The other laws that Ben-Shahar and Porat identify as candidates for personalization are not duties as such. They fall into five categories.
The first comprises what Hohfeld calls “claim rights.” Examples include privacy rights, which limit how others can use information about the rights-holder; consumer rights, such as mandatory terms that attach to consumer contracts; and rights to the disclosure of information. Although each of these involves a corresponding duty, Ben-Shahar and Porat propose tailoring such laws not to the duty bearer but to the right holder. This is an important distinction. As they observe, the “[p]ersonalization of duties might raise different challenges than the personalization of rights.” It might also raise very different normative concerns.
Second, Ben-Shahar and Porat suggest personalizing some legal privileges. The privilege of driving, for example, might be conditioned not only on a person’s age, but also on other personal information predictive of their driving habits. Or lawmakers might personalize the privilege of purchasing or possessing alcohol or other controlled substances. Privileges of this type are neither legal duties nor claim rights but belong to a category all their own.

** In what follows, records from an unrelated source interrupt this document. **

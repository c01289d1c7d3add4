//! # Device Registry
//!
//! Three maps with one owner: the live records produced by arbitration, the
//! offline archive of devices that went quiet, and the history of every device
//! ever seen. A device id is in at most one of `live` and `archive` at a time;
//! its history lives in `histories` regardless of which.

use std::collections::{BTreeMap, HashMap};

use chrono::{DateTime, Utc};

use crate::model::{ArchiveEntry, ArchivedDevice, DeviceHistory, DeviceId, DeviceRecord, Reading};

/// A device in the Live state.
#[derive(Debug, Clone, PartialEq)]
pub struct LiveDevice {
    pub record: DeviceRecord,
    /// When the device entered the Live state.
    pub online_since: DateTime<Utc>,
    /// Newest observation across all receivers, drives liveness.
    pub last_report: DateTime<Utc>,
}

/// How a freshly arbitrated record entered the live registry.
#[derive(Debug, Clone, Copy, PartialEq, Eq)]
pub enum Placement {
    /// Already live, record refreshed.
    Refreshed,
    /// Never seen as live before.
    Registered,
    /// Came back out of the archive.
    Reconnected,
}

#[derive(Debug, Default)]
pub struct DeviceRegistry {
    live: HashMap<DeviceId, LiveDevice>,
    archive: HashMap<DeviceId, ArchivedDevice>,
    histories: HashMap<DeviceId, DeviceHistory>,
}

impl DeviceRegistry {
    pub fn new() -> Self {
        Self::default()
    }

    /// Installs the result of an arbitration round as the device's live record,
    /// promoting it out of the archive when needed.
    pub fn place(
        &mut self,
        record: DeviceRecord,
        last_report: DateTime<Utc>,
        now: DateTime<Utc>,
    ) -> Placement {
        if let Some(live) = self.live.get_mut(&record.device_id) {
            live.record = record;
            live.last_report = last_report;
            return Placement::Refreshed;
        }

        let placement = if self.archive.remove(&record.device_id).is_some() {
            Placement::Reconnected
        } else {
            Placement::Registered
        };
        self.live.insert(
            record.device_id.clone(),
            LiveDevice {
                record,
                online_since: now,
                last_report,
            },
        );
        placement
    }

    /// Folds an ingested reading into the device's history, creating it on
    /// first contact.
    pub fn record_report(&mut self, device_id: &str, reading: &Reading, now: DateTime<Utc>) {
        match self.histories.get_mut(device_id) {
            Some(history) => history.observe(reading),
            None => {
                self.histories
                    .insert(device_id.to_string(), DeviceHistory::first_report(reading, now));
            }
        }
    }

    /// Moves a live device into the archive. The record is snapshotted before
    /// the live entry goes away; the history is charged with the online span
    /// and exactly one disconnection.
    pub fn archive(&mut self, device_id: &str, now: DateTime<Utc>) -> Option<&ArchivedDevice> {
        let live = self.live.remove(device_id)?;
        let history = self
            .histories
            .entry(device_id.to_string())
            .or_insert_with(|| DeviceHistory::baseline(&live.record, live.online_since));
        charge_disconnection(history, &live);

        let archived = ArchivedDevice {
            record: live.record,
            archived_at: now,
        };
        self.archive.insert(device_id.to_string(), archived);
        self.archive.get(device_id)
    }

    pub fn live(&self, device_id: &str) -> Option<&LiveDevice> {
        self.live.get(device_id)
    }

    pub fn archived(&self, device_id: &str) -> Option<&ArchivedDevice> {
        self.archive.get(device_id)
    }

    pub fn history(&self, device_id: &str) -> Option<&DeviceHistory> {
        self.histories.get(device_id)
    }

    pub fn live_devices(&self) -> impl Iterator<Item = &LiveDevice> {
        self.live.values()
    }

    pub fn archived_devices(&self) -> impl Iterator<Item = &ArchivedDevice> {
        self.archive.values()
    }

    pub fn histories(&self) -> impl Iterator<Item = (&DeviceId, &DeviceHistory)> {
        self.histories.iter()
    }

    pub fn live_count(&self) -> usize {
        self.live.len()
    }

    pub fn archived_count(&self) -> usize {
        self.archive.len()
    }

    /// Restarts history for every live device from its current values and
    /// forgets the archive along with the histories only it referenced.
    pub fn clear_history(&mut self, now: DateTime<Utc>) {
        self.archive.clear();
        let rebased: HashMap<DeviceId, DeviceHistory> = self
            .live
            .iter_mut()
            .map(|(id, live)| {
                live.online_since = now;
                (id.clone(), DeviceHistory::baseline(&live.record, now))
            })
            .collect();
        self.histories = rebased;
    }

    pub fn clear(&mut self) {
        self.live.clear();
        self.archive.clear();
        self.histories.clear();
    }

    /// Durable copy of histories and archive. Live devices are exported as if
    /// archived at `now`, so a restart brings them back through reconnection;
    /// the registry itself is left untouched.
    pub fn export(&self, now: DateTime<Utc>) -> (BTreeMap<DeviceId, DeviceHistory>, BTreeMap<DeviceId, ArchiveEntry>) {
        let mut histories: BTreeMap<DeviceId, DeviceHistory> = self
            .histories
            .iter()
            .map(|(id, history)| (id.clone(), history.clone()))
            .collect();

        let mut archive: BTreeMap<DeviceId, ArchiveEntry> = self
            .archive
            .iter()
            .map(|(id, archived)| {
                let history = histories
                    .get(id)
                    .cloned()
                    .unwrap_or_else(|| DeviceHistory::baseline(&archived.record, archived.archived_at));
                let entry = ArchiveEntry {
                    record: archived.record.clone(),
                    archived_at: archived.archived_at,
                    history,
                };
                (id.clone(), entry)
            })
            .collect();

        for (id, live) in &self.live {
            let history = histories
                .entry(id.clone())
                .or_insert_with(|| DeviceHistory::baseline(&live.record, live.online_since));
            charge_disconnection(history, live);
            let entry = ArchiveEntry {
                record: live.record.clone(),
                archived_at: now,
                history: history.clone(),
            };
            archive.insert(id.clone(), entry);
        }
        (histories, archive)
    }

    /// Replaces histories and archive with recovered documents. An archive
    /// entry whose history is missing from `histories` brings its own.
    pub fn restore(
        &mut self,
        histories: BTreeMap<DeviceId, DeviceHistory>,
        archive: BTreeMap<DeviceId, ArchiveEntry>,
    ) {
        self.histories = histories.into_iter().collect();
        self.archive.clear();
        for (id, entry) in archive {
            if self.live.contains_key(&id) {
                continue;
            }
            self.histories.entry(id.clone()).or_insert(entry.history);
            self.archive.insert(
                id,
                ArchivedDevice {
                    record: entry.record,
                    archived_at: entry.archived_at,
                },
            );
        }
    }
}

/// Online span since `online_since` plus one disconnection.
fn charge_disconnection(history: &mut DeviceHistory, live: &LiveDevice) {
    let online_secs = (live.last_report - live.online_since).num_seconds().max(0);
    history.cumulative_online_secs += u64::try_from(online_secs).unwrap_or(0);
    history.disconnection_count += 1;
    if live.last_report > history.last_online_time {
        history.last_online_time = live.last_report;
    }
}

Ben-Shahar and Porat also suggest personalizing laws that structure the exercise of legal powers: defaults and altering rules. Today, defaults are commonly tailored using difficult-to-predict standards, such as “reasonable in the circumstances.” Ben-Shahar and Porat would instead use big data and artificial intelligence to identify the optimal defaults for an individual power holder. The rules for intestate distribution, for example, might be personalized based on predictions about how the decedent would have chosen to distribute their assets had they written a will. With respect to defaults, “optimal” might be defined as a legal state of affairs that the person would likely choose; the legal state of affairs the person would most benefit from; the legal state of affairs that would, given the person’s traits, most benefit society; or something else. The reason for choosing one or another default will correlate with the social goal of tailoring. Although Ben-Shahar and Porat spend fewer pages on the idea, one can also imagine personalized altering rules, such as different testamentary requirements for different individuals depending on their education level, their income and wealth, magazine subscriptions, etc. Defaults and altering rules are elements of power-conferring rules. Together they determine how a legal power is exercised, thereby establishing the mechanisms of legal choice.

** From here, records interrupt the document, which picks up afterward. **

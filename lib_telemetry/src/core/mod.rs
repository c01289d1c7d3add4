//! # Core Engine Module
//!
//! The reconciliation engine proper. Components, leaf first:
//!
//! - **`readings`**: latest reading per `(device, receiver)` pair.
//! - **`arbitration`**: pure selection of the best reading for one device.
//! - **`devices`**: live records, offline archive and per-device history.
//! - **`receivers`**: receiver liveness and counters.
//! - **`lifecycle`**: the shared liveness thresholds and the periodic sweep.
//! - **`stats`**: totals recomputed from registry state, rolling snapshots.
//! - **`engine`**: [`TelemetryEngine`], the one object that owns all of the above.
//! - **`views`**: read-only projections served by the dashboard API.

/// Pure best-reading selection.
pub mod arbitration;
/// Live records, offline archive and device history.
pub mod devices;
/// The state owner exposing ingestion, sweep, statistics and history operations.
pub mod engine;
/// Liveness thresholds and the lifecycle sweep.
pub mod lifecycle;
/// Per-device, per-receiver reading store.
pub mod readings;
/// Receiver liveness registry.
pub mod receivers;
/// System totals and the rolling snapshot history.
pub mod stats;
/// Read models for the HTTP API.
pub mod views;

pub use arbitration::{select_best, ScoringPolicy, Selection};
pub use devices::{DeviceRegistry, LiveDevice, Placement};
pub use engine::{EngineSettings, IngestSummary, TelemetryEngine};
pub use lifecycle::{Liveness, SweepReport};
pub use readings::ReadingStore;
pub use receivers::ReceiverRegistry;
pub use stats::SnapshotHistory;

Legal sanctions comprise a fourth category. These proposals for personalization are the closest to existing practices. There is a long history of tailoring both pretrial-detention decisions and postconviction sentences to the individual characteristics of a criminal defendant. The goal of such personalization might correspond to any of the traditional purposes of criminal punishment. One can imagine big data being used to predict how likely a defendant is to reoffend and, therefore, the size of the societal gains from incapacitation; to predict a defendant’s susceptibility to one or another type of rehabilitation; or even to assess the wrongfulness of an individual defendant’s actions—and therefore the appropriateness of retribution.

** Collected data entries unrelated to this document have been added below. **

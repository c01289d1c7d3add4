use clap::Parser;
use lib_telemetry::core::{Liveness, ScoringPolicy};
use lib_telemetry::tasks::TaskIntervals;
use lib_telemetry::EngineSettings;
use serde::{Deserialize, Serialize};
use std::fs;
use std::path::{Path, PathBuf};
use std::time::Duration;
use tracing::warn;

pub const DEFAULT_CONFIG_FILE: &str = "server_aggregator.conf";

#[derive(Parser, Deserialize, Serialize, Debug, Clone, Default, PartialEq)]
#[clap(about = "StepMesh telemetry aggregator", version)]
#[serde(rename_all = "camelCase")]
pub struct Config {
    #[clap(long, env = "STEPMESH_PORT", help = "Port to listen on for receivers and dashboards.")]
    pub port: Option<u16>,

    #[clap(long, env = "STEPMESH_CONFIG_PATH", help = "Path to the JSON configuration file.")]
    pub config_path: Option<PathBuf>,

    #[clap(long, env = "STEPMESH_DATA_DIR", help = "Directory holding the persisted history documents.")]
    pub data_dir: Option<PathBuf>,

    #[clap(long, env = "STEPMESH_LOG_DIR", help = "Directory for log files.")]
    pub log_dir: Option<PathBuf>,

    #[clap(long, env = "STEPMESH_LOG_LEVEL", help = "Logging level (trace, debug, info, warn, error).")]
    pub log_level: Option<String>,

    #[clap(long, env = "STEPMESH_DEVICE_TIMEOUT_SECS", help = "Seconds without a report before a device is archived.")]
    pub device_timeout_secs: Option<u64>,

    #[clap(long, env = "STEPMESH_RECEIVER_TIMEOUT_SECS", help = "Seconds without a batch before a receiver is removed.")]
    pub receiver_timeout_secs: Option<u64>,

    #[clap(long, env = "STEPMESH_SWEEP_INTERVAL_SECS", help = "Interval in seconds of the lifecycle sweep.")]
    pub sweep_interval_secs: Option<u64>,

    #[clap(long, env = "STEPMESH_STATS_INTERVAL_SECS", help = "Interval in seconds of the statistics refresh.")]
    pub stats_interval_secs: Option<u64>,

    #[clap(long, env = "STEPMESH_SNAPSHOT_INTERVAL_SECS", help = "Interval in seconds between system snapshots.")]
    pub snapshot_interval_secs: Option<u64>,

    #[clap(long, env = "STEPMESH_PERSIST_INTERVAL_SECS", help = "Interval in seconds between writes of the persisted state.")]
    pub persist_interval_secs: Option<u64>,

    #[clap(long, env = "STEPMESH_SNAPSHOT_RETENTION", help = "Number of system snapshots kept.")]
    pub snapshot_retention: Option<usize>,

    #[clap(long, env = "STEPMESH_SIGNAL_WEIGHT", help = "Weight of signal strength (dBm) in arbitration.")]
    pub signal_weight: Option<f64>,

    #[clap(long, env = "STEPMESH_AGE_WEIGHT", help = "Weight of reading age (seconds) in arbitration.")]
    pub age_weight: Option<f64>,
}

impl Config {
    // Merge two Config structs, where 'other' overrides 'self' for Some values
    fn merge(self, other: Config) -> Config {
        Config {
            port: other.port.or(self.port),
            config_path: other.config_path.or(self.config_path),
            data_dir: other.data_dir.or(self.data_dir),
            log_dir: other.log_dir.or(self.log_dir),
            log_level: other.log_level.or(self.log_level),
            device_timeout_secs: other.device_timeout_secs.or(self.device_timeout_secs),
            receiver_timeout_secs: other.receiver_timeout_secs.or(self.receiver_timeout_secs),
            sweep_interval_secs: other.sweep_interval_secs.or(self.sweep_interval_secs),
            stats_interval_secs: other.stats_interval_secs.or(self.stats_interval_secs),
            snapshot_interval_secs: other.snapshot_interval_secs.or(self.snapshot_interval_secs),
            persist_interval_secs: other.persist_interval_secs.or(self.persist_interval_secs),
            snapshot_retention: other.snapshot_retention.or(self.snapshot_retention),
            signal_weight: other.signal_weight.or(self.signal_weight),
            age_weight: other.age_weight.or(self.age_weight),
        }
    }

    pub fn defaults() -> Config {
        Config {
            port: Some(8080),
            data_dir: Some(PathBuf::from("./data")),
            log_dir: Some(PathBuf::from("./logs")),
            log_level: Some("info".to_string()),
            device_timeout_secs: Some(300),
            receiver_timeout_secs: Some(120),
            sweep_interval_secs: Some(10),
            stats_interval_secs: Some(5),
            snapshot_interval_secs: Some(300),
            persist_interval_secs: Some(60),
            snapshot_retention: Some(288),
            signal_weight: Some(1.0),
            age_weight: Some(1.0),
            ..Default::default()
        }
    }

    pub fn port(&self) -> u16 {
        self.port.unwrap_or(8080)
    }

    pub fn data_dir(&self) -> PathBuf {
        self.data_dir.clone().unwrap_or_else(|| PathBuf::from("./data"))
    }

    pub fn log_dir(&self) -> PathBuf {
        self.log_dir.clone().unwrap_or_else(|| PathBuf::from("./logs"))
    }

    pub fn log_level(&self) -> &str {
        self.log_level.as_deref().unwrap_or("info")
    }

    pub fn engine_settings(&self) -> EngineSettings {
        let device_secs = self.device_timeout_secs.unwrap_or(300);
        let receiver_secs = self.receiver_timeout_secs.unwrap_or(120);
        let liveness = Liveness::new(device_secs, receiver_secs);
        if liveness.receiver_timeout().num_seconds() != i64::try_from(receiver_secs).unwrap_or(i64::MAX) {
            warn!(
                device_timeout_secs = device_secs,
                requested = receiver_secs,
                effective = liveness.receiver_timeout().num_seconds(),
                "receiver timeout must be shorter than the device timeout; lowered"
            );
        }
        let defaults = ScoringPolicy::default();
        EngineSettings {
            liveness,
            scoring: ScoringPolicy {
                signal_weight: self.signal_weight.filter(|w| w.is_finite()).unwrap_or(defaults.signal_weight),
                age_weight: self.age_weight.filter(|w| w.is_finite()).unwrap_or(defaults.age_weight),
            },
            snapshot_retention: self.snapshot_retention.unwrap_or(288).max(1),
        }
    }

    pub fn task_intervals(&self) -> TaskIntervals {
        let defaults = TaskIntervals::default();
        let secs = |value: Option<u64>, fallback: Duration| {
            value.filter(|s| *s > 0).map(Duration::from_secs).unwrap_or(fallback)
        };
        TaskIntervals {
            sweep: secs(self.sweep_interval_secs, defaults.sweep),
            stats: secs(self.stats_interval_secs, defaults.stats),
            snapshot: secs(self.snapshot_interval_secs, defaults.snapshot),
            persist: secs(self.persist_interval_secs, defaults.persist),
        }
    }
}

/// Outcome of reading the optional config file, reported once logging is up.
#[derive(Debug, Clone, PartialEq)]
pub enum FileSource {
    Loaded(PathBuf),
    NotFound(PathBuf),
    Invalid(PathBuf, String),
}

pub fn load_config() -> (Config, FileSource) {
    // Environment variables and CLI arguments, parsed once.
    let cli = Config::parse();
    layer(cli)
}

/// Defaults, then the JSON config file, then environment/CLI.
pub fn layer(cli: Config) -> (Config, FileSource) {
    let config_file_path = cli
        .config_path
        .clone()
        .unwrap_or_else(|| PathBuf::from(DEFAULT_CONFIG_FILE));

    let (file_config, source) = read_file(&config_file_path);
    let mut current_config = Config::defaults();
    if let Some(file_config) = file_config {
        current_config = current_config.merge(file_config);
    }
    (current_config.merge(cli), source)
}

fn read_file(path: &Path) -> (Option<Config>, FileSource) {
    if !path.exists() {
        return (None, FileSource::NotFound(path.to_path_buf()));
    }
    match fs::read_to_string(path) {
        Ok(config_str) => match serde_json::from_str::<Config>(&config_str) {
            Ok(file_config) => (Some(file_config), FileSource::Loaded(path.to_path_buf())),
            Err(e) => (None, FileSource::Invalid(path.to_path_buf(), e.to_string())),
        },
        Err(e) => (None, FileSource::Invalid(path.to_path_buf(), e.to_string())),
    }
}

Finally, Ben-Shahar and Porat suggest that policing might be personalized to individual traits, such as the likelihood of offending. Here more than elsewhere, “law” is understood in a capacious sense. New approaches to policing address not the rules that govern legal subjects but the mechanism we use to enforce those rules.
The point of mapping these different regions Ben-Shahar and Porat traverse is that we might have very different intuitions about the appropriateness of personalization in one or another area. And from a theoretical perspective, different principles might be at stake in each. A detailed map of the normative terrain would be the project for a longer article. But I will note a few salient differences among the categories.
First, as Ben-Shahar and Porat suggest, in private law it seems relevant whether a legal duty is personalized with respect to the duty bearer or with respect to a correlated right holder. Many existing legal duties require the bearer to account for the individual characteristics of those who have a right to their performance. When deciding how to manage and disburse funds, for example, the trustee of financial assets for a minor should take into account the minor’s situation in life, individual needs, and personal well-being. A court appointed guardian has a duty to take into account their charge’s individual best interests and abilities. The idea that a sophisticated duty bearer, such as a corporation offering products to the public, might be required to use big data to identify the interests, preferences, or abilities of their customers is new wine in a familiar legal bottle. That does not mean the idea is not important. Big data might permit the expansion of both parentalistic and choice-promoting rules to new areas of law, such as privacy, disclosure, and consumer protection. But the structure is a familiar one.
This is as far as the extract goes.